What Hardin ignored is that there are thousands of instances of successfully managed commons where groups achieved precisely that kind of agreed-upon mutual coercion. Some of these systems, including irrigation in Spain and South Asia and pastures from Switzerland or Norway to Peru, have functioned well for many centuries.
Ostrom focused on how successful groups shaped and enforced the rules that resulted in resources being used more productively than if they had been privatized to individuals or taken over by government.
She was not alone in challenging Hardin’s widely accepted conclusion. Fikret Berkes, a geographer at the University of Manitoba, researched Turkish and Canadian fisheries. Political scientist Margaret McKean at Duke explored the millions of acres of Japanese forests still well managed by villages. Economists Robert Wade, C. Ford Runge and Daniel Bromley, respectively from the London School of Economics and the Universities of Minnesota and Wisconsin, worked on the role of common property in the economic development of poor countries. And there are dozens of other sound scholars in the field.
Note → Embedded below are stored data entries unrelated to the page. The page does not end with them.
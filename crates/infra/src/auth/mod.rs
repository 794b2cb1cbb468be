//! OAuth 2.0 installed-application client.
//!
//! Components, bottom-up:
//! - [`classifier`]: maps raw responses to [`loopauth_domain::RequestOutcome`]
//! - [`token_endpoint`]: refresh grant and code exchange
//! - [`validator`]: identity endpoint probe
//! - [`flow`]: interactive login over the loopback redirect
//! - [`client`]: the [`OAuthDesktopClient`] facade

pub mod classifier;
pub mod client;
pub mod flow;
pub mod token_endpoint;
pub mod validator;

pub use classifier::classify;
pub use client::{OAuthDesktopClient, OAuthDesktopClientBuilder, TokenResult};
pub use flow::{FlowContext, FlowResult, FlowState, ManualAuthorizationFlow};
pub use token_endpoint::TokenEndpointClient;
pub use validator::AccessTokenValidator;
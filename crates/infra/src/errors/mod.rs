//! Infrastructure error plumbing.

mod conversions;

pub use conversions::InfraError;
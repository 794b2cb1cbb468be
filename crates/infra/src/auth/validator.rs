//! Access token validation against the identity endpoint.

use std::sync::Arc;

use loopauth_domain::{RequestOutcome, StatusKind};
use tracing::info;

use super::classifier::classify;
use crate::http::{HttpTransport, TransportRequest};

#[derive(Clone)]
pub struct AccessTokenValidator {
    transport: Arc<dyn HttpTransport>,
    userinfo_url: String,
}

impl AccessTokenValidator {
    /// `userinfo_url` is a prefix; the URL-encoded token is appended to it.
    #[must_use]
    pub fn new(transport: Arc<dyn HttpTransport>, userinfo_url: impl Into<String>) -> Self {
        Self { transport, userinfo_url: userinfo_url.into() }
    }

    /// Probe the identity endpoint with `access_token`.
    ///
    /// Any 2xx JSON response means the token is usable; the document itself
    /// is not inspected. Failures are returned as classified.
    pub async fn validate(&self, access_token: &str) -> StatusKind {
        let url = format!("{}{}", self.userinfo_url, urlencoding::encode(access_token));

        match classify(&self.transport.send(TransportRequest::get(url)).await) {
            RequestOutcome::Success(_) => {
                info!("The access token is valid");
                StatusKind::Success
            }
            RequestOutcome::Failure(kind) => {
                info!(status = %kind, "The access token could not be validated");
                kind
            }
        }
    }
}

#[cfg(test)]
mod tests {
    use reqwest::Method;

    use super::*;
    use crate::http::TransportResponse;
    use crate::testing::ScriptedTransport;

    fn validator(transport: &Arc<ScriptedTransport>) -> AccessTokenValidator {
        AccessTokenValidator::new(transport.clone(), "https://id.test/userinfo?access_token=")
    }

    #[tokio::test]
    async fn appends_encoded_token_to_identity_url() {
        let transport = Arc::new(ScriptedTransport::new());
        transport.push_json(200, r#"{"sub":"1"}"#);

        assert_eq!(validator(&transport).validate("ya29.a/b+c").await, StatusKind::Success);

        let requests = transport.requests();
        assert_eq!(requests[0].method, Method::GET);
        assert_eq!(requests[0].url, "https://id.test/userinfo?access_token=ya29.a%2Fb%2Bc");
        assert!(requests[0].body.is_none());
    }

    #[tokio::test]
    async fn any_json_success_is_valid() {
        let transport = Arc::new(ScriptedTransport::new());
        transport.push_json(200, "");
        transport.push_json(200, "[1,2]");

        assert_eq!(validator(&transport).validate("t").await, StatusKind::Success);
        assert_eq!(validator(&transport).validate("t").await, StatusKind::Success);
    }

    #[tokio::test]
    async fn failures_propagate_unchanged() {
        let transport = Arc::new(ScriptedTransport::new());
        transport.push_json(401, r#"{"error":"invalid_token"}"#);
        transport.push(TransportResponse::new(200, "text/html", "<html/>"));
        transport.push(TransportResponse::connection_failed());

        let validator = validator(&transport);
        assert_eq!(validator.validate("t").await, StatusKind::UnknownError);
        assert_eq!(validator.validate("t").await, StatusKind::UnsupportedContentType);
        assert_eq!(validator.validate("t").await, StatusKind::ConnectionError);
    }
}
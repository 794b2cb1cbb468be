//! `loopauth`: obtain, refresh and check OAuth tokens from a terminal.
//!
//! Logs go to stderr; results are printed to stdout as JSON so they can be
//! piped into other tools.

use std::path::PathBuf;
use std::process::ExitCode;

use anyhow::{Context, Result};
use clap::{Args, Parser, Subcommand};
use loopauth_domain::{ClientCredentials, DesktopOAuthConfig, StatusKind, TokenSet};
use loopauth_infra::{config, FlowResult, OAuthDesktopClient};
use serde::Serialize;
use tracing::{info, warn};
use tracing_subscriber::EnvFilter;

#[derive(Parser)]
#[command(name = "loopauth")]
#[command(about = "Desktop OAuth2 client: loopback login, token refresh and validation")]
struct Cli {
    /// Config file (TOML or JSON). Standard locations are probed when omitted.
    #[arg(long, global = true, env = "LOOPAUTH_CONFIG")]
    config: Option<PathBuf>,

    /// Emit logs as JSON lines
    #[arg(long, global = true)]
    json: bool,

    #[command(subcommand)]
    command: Command,
}

#[derive(Subcommand)]
enum Command {
    /// Sign in through the browser and print the issued tokens
    Login {
        #[command(flatten)]
        client: ClientArgs,

        /// Space-separated scopes to request
        #[arg(long, default_value = "openid email")]
        scopes: String,

        /// Loopback port receiving the redirect
        #[arg(long, default_value_t = 8080)]
        port: u16,
    },
    /// Exchange a refresh token for a new access token
    Refresh {
        #[command(flatten)]
        client: ClientArgs,

        #[arg(long, env = "LOOPAUTH_REFRESH_TOKEN")]
        refresh_token: String,
    },
    /// Check an access token against the identity endpoint
    Validate {
        #[arg(long, env = "LOOPAUTH_ACCESS_TOKEN")]
        access_token: String,
    },
}

#[derive(Args)]
struct ClientArgs {
    #[arg(long, env = "LOOPAUTH_CLIENT_ID")]
    client_id: String,

    #[arg(long, env = "LOOPAUTH_CLIENT_SECRET", hide_env_values = true)]
    client_secret: String,
}

impl ClientArgs {
    fn credentials(&self) -> ClientCredentials {
        ClientCredentials::new(self.client_id.clone(), self.client_secret.clone())
    }
}

#[derive(Serialize)]
struct Report<'a> {
    status: StatusKind,
    #[serde(skip_serializing_if = "Option::is_none")]
    tokens: Option<&'a TokenSet>,
}

#[tokio::main]
async fn main() -> Result<ExitCode> {
    let cli = Cli::parse();
    init_tracing(cli.json);

    let config = load_config(cli.config)?;
    let client = OAuthDesktopClient::from_config(config).context("failed to build OAuth client")?;

    let status = match cli.command {
        Command::Login { client: args, scopes, port } => {
            let flow = client.manual_flow(args.credentials(), &scopes, port);
            info!(url = %flow.authorization_url(), "Waiting for the browser sign-in; open the URL manually if no browser appears");
            let outcome = match flow.run().await {
                FlowResult::Completed(result) => result,
                FlowResult::Superseded => Err(StatusKind::UnknownError),
            };
            client.shutdown().await.context("failed to stop the loopback listener")?;
            report_tokens(&outcome)?
        }
        Command::Refresh { client: args, refresh_token } => {
            let outcome = client.refresh_access_token(&args.credentials(), &refresh_token).await;
            report_tokens(&outcome)?
        }
        Command::Validate { access_token } => {
            let status = client.validate_access_token(&access_token).await;
            print_report(&Report { status, tokens: None })?;
            status
        }
    };

    if status.is_success() {
        Ok(ExitCode::SUCCESS)
    } else {
        warn!(status = %status, "Request failed");
        Ok(ExitCode::from(status.code()))
    }
}

fn init_tracing(json: bool) {
    let filter = EnvFilter::try_from_default_env().unwrap_or_else(|_| EnvFilter::new("info"));
    let builder = tracing_subscriber::fmt().with_env_filter(filter).with_writer(std::io::stderr);

    if json {
        builder.json().init();
    } else {
        builder.init();
    }
}

fn load_config(path: Option<PathBuf>) -> Result<DesktopOAuthConfig> {
    let loaded = match path {
        Some(path) => config::load_from_file(Some(path))
            .and_then(config::apply_env_overrides)
            .and_then(|loaded| config::validate(&loaded).map(|()| loaded)),
        None => config::load(),
    };
    loaded.context("failed to load configuration")
}

fn report_tokens(outcome: &Result<TokenSet, StatusKind>) -> Result<StatusKind> {
    let report = match outcome {
        Ok(tokens) => Report { status: StatusKind::Success, tokens: Some(tokens) },
        Err(kind) => Report { status: *kind, tokens: None },
    };
    print_report(&report)?;
    Ok(report.status)
}

fn print_report(report: &Report<'_>) -> Result<()> {
    let rendered = serde_json::to_string_pretty(report).context("failed to render result")?;
    println!("{rendered}");
    Ok(())
}
//! OAuth protocol constants
//!
//! Field names and fixed values of the installed-application flow.

// Default Google endpoints
pub const DEFAULT_AUTHORIZATION_URL: &str = "https://accounts.google.com/o/oauth2/v2/auth";
pub const DEFAULT_TOKEN_URL: &str = "https://oauth2.googleapis.com/token";
pub const DEFAULT_USERINFO_URL: &str =
    "https://openidconnect.googleapis.com/v1/userinfo?access_token=";

// Loopback redirect
pub const LOOPBACK_ADDRESS_BASE: &str = "http://127.0.0.1:";
pub const DEFAULT_LOOPBACK_PATH: &str = "/google_oauth";
pub const DEFAULT_APPLICATION_NAME: &str = "the application";

// Request fields
pub const FIELD_CLIENT_ID: &str = "client_id";
pub const FIELD_CLIENT_SECRET: &str = "client_secret";
pub const FIELD_GRANT_TYPE: &str = "grant_type";
pub const FIELD_REFRESH_TOKEN: &str = "refresh_token";
pub const FIELD_CODE: &str = "code";
pub const FIELD_REDIRECT_URI: &str = "redirect_uri";
pub const FIELD_SCOPE: &str = "scope";
pub const FIELD_RESPONSE_TYPE: &str = "response_type";

pub const GRANT_TYPE_REFRESH_TOKEN: &str = "refresh_token";
pub const GRANT_TYPE_AUTHORIZATION_CODE: &str = "authorization_code";
pub const RESPONSE_TYPE_CODE: &str = "code";

// Response fields
pub const FIELD_ACCESS_TOKEN: &str = "access_token";
pub const FIELD_EXPIRES_IN: &str = "expires_in";
pub const FIELD_ERROR: &str = "error";
pub const FIELD_ERROR_DESCRIPTION: &str = "error_description";
pub const ERROR_INVALID_GRANT: &str = "invalid_grant";

// Content types
pub const CONTENT_TYPE_JSON: &str = "application/json";
pub const CONTENT_TYPE_HTML: &str = "text/html";
pub const CONTENT_TYPE_FORM: &str = "application/x-www-form-urlencoded";

// HTTP client
pub const DEFAULT_HTTP_TIMEOUT_SECS: u64 = 30;
//! Platform integrations

pub mod browser;

pub use browser::{SystemBrowser, UrlOpener};
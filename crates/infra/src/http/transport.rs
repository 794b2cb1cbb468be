//! Transport port used by the OAuth components.
//!
//! The OAuth layer only needs "send a request, get status + body + whether
//! the exchange happened at all". Keeping that behind a trait lets the
//! classifier and flows run against scripted responses in tests.

use async_trait::async_trait;
use loopauth_domain::constants::CONTENT_TYPE_FORM;
use reqwest::Method;

/// Outbound request description.
#[derive(Debug, Clone, PartialEq, Eq)]
pub struct TransportRequest {
    pub method: Method,
    pub url: String,
    pub headers: Vec<(String, String)>,
    pub body: Option<String>,
}

impl TransportRequest {
    #[must_use]
    pub fn get(url: impl Into<String>) -> Self {
        Self { method: Method::GET, url: url.into(), headers: Vec::new(), body: None }
    }

    /// Form-encoded POST with the given fields.
    #[must_use]
    pub fn post_form(url: impl Into<String>, fields: &[(&str, &str)]) -> Self {
        Self {
            method: Method::POST,
            url: url.into(),
            headers: vec![("Content-Type".to_string(), CONTENT_TYPE_FORM.to_string())],
            body: Some(encode_pairs(fields)),
        }
    }

    /// Look up a header value (case-insensitive).
    #[must_use]
    pub fn header(&self, name: &str) -> Option<&str> {
        self.headers
            .iter()
            .find(|(key, _)| key.eq_ignore_ascii_case(name))
            .map(|(_, value)| value.as_str())
    }
}

/// Raw outcome of a request, before any OAuth interpretation.
#[derive(Debug, Clone, PartialEq, Eq)]
pub struct TransportResponse {
    /// `false` when no HTTP response was obtained (connect failure, timeout,
    /// truncated body)
    pub succeeded: bool,
    pub status: u16,
    pub content_type: String,
    pub body: Vec<u8>,
}

impl TransportResponse {
    #[must_use]
    pub fn new(status: u16, content_type: impl Into<String>, body: impl Into<Vec<u8>>) -> Self {
        Self { succeeded: true, status, content_type: content_type.into(), body: body.into() }
    }

    #[must_use]
    pub fn connection_failed() -> Self {
        Self { succeeded: false, status: 0, content_type: String::new(), body: Vec::new() }
    }
}

/// Async "send request, get response" primitive.
///
/// Implementations never fail: transport-level problems are reported through
/// [`TransportResponse::succeeded`].
#[async_trait]
pub trait HttpTransport: Send + Sync {
    async fn send(&self, request: TransportRequest) -> TransportResponse;
}

/// `application/x-www-form-urlencoded` encoding of key/value pairs. Also used
/// for the authorization URL query string.
#[must_use]
pub fn encode_pairs(fields: &[(&str, &str)]) -> String {
    fields
        .iter()
        .map(|(k, v)| format!("{}={}", urlencoding::encode(k), urlencoding::encode(v)))
        .collect::<Vec<_>>()
        .join("&")
}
Human beings are complex and not always rational or profit-maximizing. Institutions are important. Many economists have long largely ignored these simple truths in their theorizing. The discipline is moving away from such treacherous assumptions and, in the process, recognizing the validity of other disciplines like political science, sociology and geography. A Nobel for Lin Ostrom is a milestone along that new path.
© 2009 Edward Lotterman
Chanarambie Consulting, Inc.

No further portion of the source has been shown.